The second tool is more likely of use to readers of this newsletter. The MPSA is a single-machine use tool, meaning its fine if you have a small number of machines to administer and can conveniently get to each of them and visit the MPSA web page. Administrators of larger networks, where such 'spoon feeding' of individual machines is impractical, or worse, should be interested in HFNetChk -- a commandline tool that can scan anything from a specific machine, to a workgroup or domain to all the machines within your LAN, or just selected machines.
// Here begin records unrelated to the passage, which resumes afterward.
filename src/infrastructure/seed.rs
use crate::entities::{countries, currencies, prelude::*};
use sea_orm::{DatabaseConnection, EntityTrait, PaginatorTrait, Set};
use tracing::info;

const CURRENCIES: &[(&str, &str, &str, i32)] = &[
    ("COP", "Peso colombiano", "$", 0),
    ("MXN", "Peso mexicano", "$", 2),
    ("USD", "US Dollar", "US$", 2),
    ("EUR", "Euro", "€", 2),
];

const COUNTRIES: &[(&str, &str, &str)] = &[
    ("CO", "Colombia", "COP"),
    ("MX", "México", "MXN"),
    ("US", "United States", "USD"),
    ("ES", "España", "EUR"),
];

/// Inserts the default currencies and countries into empty tables
pub async fn seed_reference_data(db: &DatabaseConnection) -> anyhow::Result<()> {
    if Currencies::find().count(db).await? == 0 {
        info!("🌱 Seeding currencies...");
        Currencies::insert_many(CURRENCIES.iter().map(|(code, name, symbol, digits)| {
            currencies::ActiveModel {
                id: Set(code.to_string()),
                name: Set(name.to_string()),
                symbol: Set(symbol.to_string()),
                decimal_digits: Set(*digits),
            }
        }))
        .exec(db)
        .await?;
    }

    if Countries::find().count(db).await? == 0 {
        info!("🌱 Seeding countries...");
        Countries::insert_many(COUNTRIES.iter().map(|(code, name, currency)| {
            countries::ActiveModel {
                id: Set(code.to_string()),
                name: Set(name.to_string()),
                currency_id: Set(Some(currency.to_string())),
            }
        }))
        .exec(db)
        .await?;
    }

    Ok(())
}
pub mod auth;
pub mod validation;
//! Single-page PDF rendering for scanned invoice images.
//!
//! The image is re-encoded as a baseline JPEG and embedded as a `DCTDecode`
//! XObject, so any decodable input (PNG included) ends up in a compact PDF.
//! One image pixel maps to one PDF point.

use image::{DynamicImage, ImageOutputFormat};
use lopdf::content::{Content, Operation};
use lopdf::{Document, Object, Stream, dictionary};
use std::io::Cursor;
use thiserror::Error;

/// A4 portrait, in points
pub const PAGE_WIDTH: f32 = 595.28;
pub const PAGE_HEIGHT: f32 = 841.89;
pub const PAGE_MARGIN: f32 = 10.0;

const JPEG_QUALITY: u8 = 90;

#[derive(Debug, Error)]
pub enum ConvertError {
    #[error("Failed to read image: {0}")]
    Read(#[from] std::io::Error),

    #[error("Failed to decode image: {0}")]
    Decode(#[from] image::ImageError),

    #[error("Failed to render PDF: {0}")]
    Render(String),
}

impl From<lopdf::Error> for ConvertError {
    fn from(e: lopdf::Error) -> Self {
        ConvertError::Render(e.to_string())
    }
}

/// Where the image lands on the page, in points from the bottom-left corner
#[derive(Debug, Clone, Copy, PartialEq)]
pub struct Placement {
    pub x: f32,
    pub y: f32,
    pub width: f32,
    pub height: f32,
}

/// Fits `width` x `height` inside the page margins without upscaling and
/// centers the result.
pub fn fit_to_page(width: u32, height: u32) -> Placement {
    let (w, h) = (width.max(1) as f32, height.max(1) as f32);
    let max_w = PAGE_WIDTH - 2.0 * PAGE_MARGIN;
    let max_h = PAGE_HEIGHT - 2.0 * PAGE_MARGIN;

    let scale = (max_w / w).min(max_h / h).min(1.0);
    let (draw_w, draw_h) = (w * scale, h * scale);

    Placement {
        x: (PAGE_WIDTH - draw_w) / 2.0,
        y: (PAGE_HEIGHT - draw_h) / 2.0,
        width: draw_w,
        height: draw_h,
    }
}

/// True for the image types the invoice flow converts to PDF before storage
pub fn is_convertible_image(content_type: &str) -> bool {
    matches!(
        crate::utils::validation::normalize_mime(content_type).as_str(),
        "image/jpeg" | "image/jpg" | "image/png"
    )
}

fn decode(bytes: &[u8]) -> Result<DynamicImage, ConvertError> {
    let reader = image::io::Reader::new(Cursor::new(bytes)).with_guessed_format()?;
    Ok(reader.decode()?)
}

/// Renders `bytes` (any format the `image` crate can guess) into a one-page PDF.
pub fn image_to_pdf(bytes: &[u8]) -> Result<Vec<u8>, ConvertError> {
    let img = decode(bytes)?;
    let (px_w, px_h) = (img.width(), img.height());

    let mut jpeg = Vec::new();
    DynamicImage::ImageRgb8(img.to_rgb8())
        .write_to(&mut Cursor::new(&mut jpeg), ImageOutputFormat::Jpeg(JPEG_QUALITY))
        .map_err(|e| ConvertError::Render(e.to_string()))?;

    let placement = fit_to_page(px_w, px_h);
    tracing::debug!(
        width = px_w,
        height = px_h,
        draw_width = placement.width,
        draw_height = placement.height,
        "Rendering invoice image into PDF"
    );

    let mut doc = Document::with_version("1.5");
    let pages_id = doc.new_object_id();

    let image_id = doc.add_object(Stream::new(
        dictionary! {
            "Type" => "XObject",
            "Subtype" => "Image",
            "Width" => px_w as i64,
            "Height" => px_h as i64,
            "ColorSpace" => "DeviceRGB",
            "BitsPerComponent" => 8,
            "Filter" => "DCTDecode",
        },
        jpeg,
    ));

    let content = Content {
        operations: vec![
            Operation::new("q", vec![]),
            Operation::new(
                "cm",
                vec![
                    placement.width.into(),
                    0.into(),
                    0.into(),
                    placement.height.into(),
                    placement.x.into(),
                    placement.y.into(),
                ],
            ),
            Operation::new("Do", vec![Object::Name(b"Im0".to_vec())]),
            Operation::new("Q", vec![]),
        ],
    };
    let content_id = doc.add_object(Stream::new(dictionary! {}, content.encode()?));

    let resources_id = doc.add_object(dictionary! {
        "XObject" => dictionary! {
            "Im0" => image_id,
        },
    });

    let page_id = doc.add_object(dictionary! {
        "Type" => "Page",
        "Parent" => pages_id,
        "Contents" => content_id,
        "Resources" => resources_id,
        "MediaBox" => vec![0.into(), 0.into(), PAGE_WIDTH.into(), PAGE_HEIGHT.into()],
    });

    doc.objects.insert(
        pages_id,
        Object::Dictionary(dictionary! {
            "Type" => "Pages",
            "Kids" => vec![page_id.into()],
            "Count" => 1,
        }),
    );

    let catalog_id = doc.add_object(dictionary! {
        "Type" => "Catalog",
        "Pages" => pages_id,
    });
    doc.trailer.set("Root", catalog_id);

    let mut out = Vec::new();
    doc.save_to(&mut out)?;
    Ok(out)
}
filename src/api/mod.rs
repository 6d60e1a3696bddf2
pub mod error;
pub mod handlers;
pub mod middleware;
use crate::AppState;
use crate::api::error::AppError;
use crate::api::handlers::form::UploadForm;
use crate::entities::producers;
use crate::services::producer_service::LogoType;
use crate::services::upload_service::UploadError;
use crate::utils::auth::Claims;
use axum::{
    Extension, Json,
    extract::{Multipart, Path, State},
};
use serde::Serialize;
use utoipa::ToSchema;

#[derive(Debug, Serialize, ToSchema)]
pub struct LogoResponse {
    pub success: bool,
    pub url: String,
}

#[utoipa::path(
    post,
    path = "/api/producers/{id}/logo",
    params(
        ("id" = String, Path, description = "Producer ID")
    ),
    request_body(content = Object, description = "`file` image and `logoType` (logo, logo_white, logo_black, logo_banner)", content_type = "multipart/form-data"),
    responses(
        (status = 200, description = "Logo stored", body = LogoResponse),
        (status = 400, description = "Invalid file or logoType"),
        (status = 401, description = "Unauthorized"),
        (status = 404, description = "Producer not found")
    ),
    security(
        ("jwt" = [])
    ),
    tag = "producers"
)]
pub async fn upload_logo(
    State(state): State<AppState>,
    Extension(claims): Extension<Claims>,
    Path(id): Path<String>,
    multipart: Multipart,
) -> Result<Json<LogoResponse>, AppError> {
    let mut form = UploadForm::read(multipart, state.config.max_file_size).await?;

    let logo_type: LogoType = form
        .field("logoType")
        .ok_or_else(|| AppError::BadRequest("Missing logoType".to_string()))?
        .parse()
        .map_err(|e: crate::utils::validation::ValidationError| AppError::BadRequest(e.message))?;
    let file = form.take_file()?;

    tracing::info!(
        user = %claims.sub,
        producer_id = %id,
        logo_type = logo_type.as_str(),
        "Uploading producer logo"
    );

    let url = state.producers.upload_logo(&id, logo_type, file).await?;

    Ok(Json(LogoResponse { success: true, url }))
}

#[utoipa::path(
    get,
    path = "/api/producers/{id}",
    params(
        ("id" = String, Path, description = "Producer ID")
    ),
    responses(
        (status = 200, description = "Producer", body = producers::Model),
        (status = 401, description = "Unauthorized"),
        (status = 404, description = "Producer not found")
    ),
    security(
        ("jwt" = [])
    ),
    tag = "producers"
)]
pub async fn get_producer(
    State(state): State<AppState>,
    Path(id): Path<String>,
) -> Result<Json<producers::Model>, AppError> {
    let producer = state
        .producers
        .get_producer(&id)
        .await
        .map_err(|e| match e {
            UploadError::ProducerNotFound(_) => {
                AppError::NotFound(format!("Producer {} not found", id))
            }
            other => AppError::Upload(other),
        })?;

    Ok(Json(producer))
}
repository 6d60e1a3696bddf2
pub use super::countries::Entity as Countries;
pub use super::currencies::Entity as Currencies;
pub use super::invoices::Entity as Invoices;
pub use super::producers::Entity as Producers;
use crate::services::upload_service::UploadError;
use crate::services::webhook::WebhookError;
use axum::{
    Json,
    http::StatusCode,
    response::{IntoResponse, Response},
};
use serde_json::{Value, json};
use thiserror::Error;

#[derive(Error, Debug)]
pub enum AppError {
    #[error("Database error: {0}")]
    Database(#[from] sea_orm::DbErr),

    #[error("Unauthorized: {0}")]
    Unauthorized(String),

    #[error("Bad Request: {0}")]
    BadRequest(String),

    #[error("Not Found: {0}")]
    NotFound(String),

    #[error("Upload error: {0}")]
    Upload(#[from] UploadError),

    #[error("Webhook error: {0}")]
    Webhook(#[from] WebhookError),
}

impl AppError {
    fn parts(self) -> (StatusCode, String, Option<Value>) {
        match self {
            AppError::Database(e) => {
                tracing::error!("Database error: {:?}", e);
                (
                    StatusCode::INTERNAL_SERVER_ERROR,
                    "Internal Server Error".to_string(),
                    None,
                )
            }
            AppError::Unauthorized(msg) => (StatusCode::UNAUTHORIZED, msg, None),
            AppError::BadRequest(msg) => (StatusCode::BAD_REQUEST, msg, None),
            AppError::NotFound(msg) => (StatusCode::NOT_FOUND, msg, None),
            AppError::Upload(e) => match e {
                UploadError::Validation(v) => (StatusCode::BAD_REQUEST, v.message, None),
                UploadError::ProducerNotFound(id) => (
                    StatusCode::NOT_FOUND,
                    format!("Producer {} not found", id),
                    None,
                ),
                UploadError::Conversion(c) => {
                    tracing::error!("Image conversion failed: {}", c);
                    (
                        StatusCode::INTERNAL_SERVER_ERROR,
                        "Failed to convert image to PDF".to_string(),
                        Some(Value::String(c.to_string())),
                    )
                }
                UploadError::Storage(s) => {
                    tracing::error!("Storage error: {}", s);
                    (
                        StatusCode::INTERNAL_SERVER_ERROR,
                        "Failed to upload file to storage".to_string(),
                        Some(s.details()),
                    )
                }
                UploadError::Database(d) => AppError::Database(d).parts(),
            },
            AppError::Webhook(e) => {
                tracing::error!("AI processing failed: {}", e);
                (
                    StatusCode::INTERNAL_SERVER_ERROR,
                    e.category().message().to_string(),
                    Some(Value::String(e.to_string())),
                )
            }
        }
    }
}

impl IntoResponse for AppError {
    fn into_response(self) -> Response {
        let (status, message, details) = self.parts();

        let body = match details {
            Some(details) => json!({ "error": message, "details": details }),
            None => json!({ "error": message }),
        };

        (status, Json(body)).into_response()
    }
}
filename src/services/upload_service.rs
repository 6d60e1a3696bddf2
use crate::config::StorageConfig;
use crate::services::pdf::{self, ConvertError};
use crate::services::storage::{StorageError, StorageService};
use crate::utils::validation::{self, FileRules, ValidationError};
use bytes::Bytes;
use sea_orm::DbErr;
use serde::{Deserialize, Serialize};
use std::sync::Arc;
use thiserror::Error;
use utoipa::ToSchema;
use uuid::Uuid;

/// A file received from a multipart form
#[derive(Debug, Clone)]
pub struct IncomingFile {
    pub file_name: String,
    pub content_type: String,
    pub data: Bytes,
}

impl IncomingFile {
    pub fn size(&self) -> usize {
        self.data.len()
    }
}

#[derive(Debug, Error)]
pub enum UploadError {
    #[error(transparent)]
    Validation(#[from] ValidationError),

    #[error(transparent)]
    Conversion(#[from] ConvertError),

    #[error(transparent)]
    Storage(#[from] StorageError),

    #[error(transparent)]
    Database(#[from] DbErr),

    #[error("Producer not found: {0}")]
    ProducerNotFound(String),
}

#[derive(Debug, Clone, Serialize, Deserialize, ToSchema)]
#[serde(rename_all = "camelCase")]
pub struct UploadResult {
    pub success: bool,
    /// Object name in the invoice bucket: `{uuid}.{extension}`
    pub file_name: String,
    pub url: String,
    pub uuid: String,
    pub extension: String,
    pub original_name: String,
    /// Size of the file as received, in bytes
    pub size: usize,
    /// MIME type as received
    #[serde(rename = "type")]
    pub content_type: String,
    /// Whether an image was rendered into a PDF before storage
    pub converted: bool,
}

pub struct InvoiceUploadService {
    storage: Arc<dyn StorageService>,
    config: StorageConfig,
    rules: FileRules,
}

impl InvoiceUploadService {
    pub fn new(storage: Arc<dyn StorageService>, config: StorageConfig, max_file_size: usize) -> Self {
        Self {
            storage,
            config,
            rules: FileRules::invoice(max_file_size),
        }
    }

    /// Validates, converts images to PDF, stores the file and returns where
    /// it can be fetched from.
    pub async fn upload(&self, file: IncomingFile) -> Result<UploadResult, UploadError> {
        validation::validate_upload(&file.file_name, &file.content_type, file.size(), &self.rules)?;

        let uuid = Uuid::new_v4().to_string();
        let converted = pdf::is_convertible_image(&file.content_type);

        let (data, extension, stored_type) = if converted {
            let source = file.data.clone();
            let rendered = tokio::task::spawn_blocking(move || pdf::image_to_pdf(&source))
                .await
                .map_err(|e| ConvertError::Render(e.to_string()))??;
            tracing::info!(
                original = %file.file_name,
                original_size = file.size(),
                pdf_size = rendered.len(),
                "Converted invoice image to PDF"
            );
            (Bytes::from(rendered), "pdf".to_string(), mime::APPLICATION_PDF.to_string())
        } else {
            (
                file.data.clone(),
                validation::file_extension(&file.file_name, &file.content_type),
                validation::normalize_mime(&file.content_type),
            )
        };

        let file_name = format!("{}.{}", uuid, extension);
        let bucket = &self.config.invoice_bucket;

        self.storage
            .upload_file(bucket, &file_name, data, &stored_type)
            .await?;

        let url = self
            .storage
            .signed_or_public_url(bucket, &file_name, self.config.signed_url_expiry())
            .await;

        Ok(UploadResult {
            success: true,
            file_name,
            url,
            uuid,
            extension,
            original_name: file.file_name,
            size: file.data.len(),
            content_type: file.content_type,
            converted,
        })
    }
}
To do this you must have remote administration enabled on the target machines, but the tool can also be run from a login script or via other scheduled maintenance activities.
If you are interested in using HFNetChk, there are two important KnowledgeBase articles you should read. The first is linked from the main HFNetChk page (itself linked below) and apart from including directions for using HFNetChk, it also links to the second article you should read -- a frequently asked questions document about HFNetChk.
Urgent fix for Novell GroupWise users
Novell is advising all users of GroupWise 5.5 Enhancement Pack (EP) and GroupWise 6.0 to install an important security fix as soon as possible. Novell has not released any details about the nature of the
vulnerability the so-called 'Padlock Fix' patches. GroupWise 4.x, 5.0, 5.2 aND 5.5 users are said to not be affected by this problem and there is no patch foir such users. GroupWise 5.5 EP administrators may alternatively choose to upgrage their whole installation by installing the SP3a service pack which also includes the Padlock Fix. Once your GroupWise servers have been patched there is a client patch that optimizes client/server performance and should be installed on your GroupWise clients.
Web site defacer sentenced
Further in the trend of seeing more 'realistic' sentences for 'e-crime', a disgruntled former employee who defaced his former employer's web site has been sentenced to six months prison and been ordered to pay US$38,000 in restitution.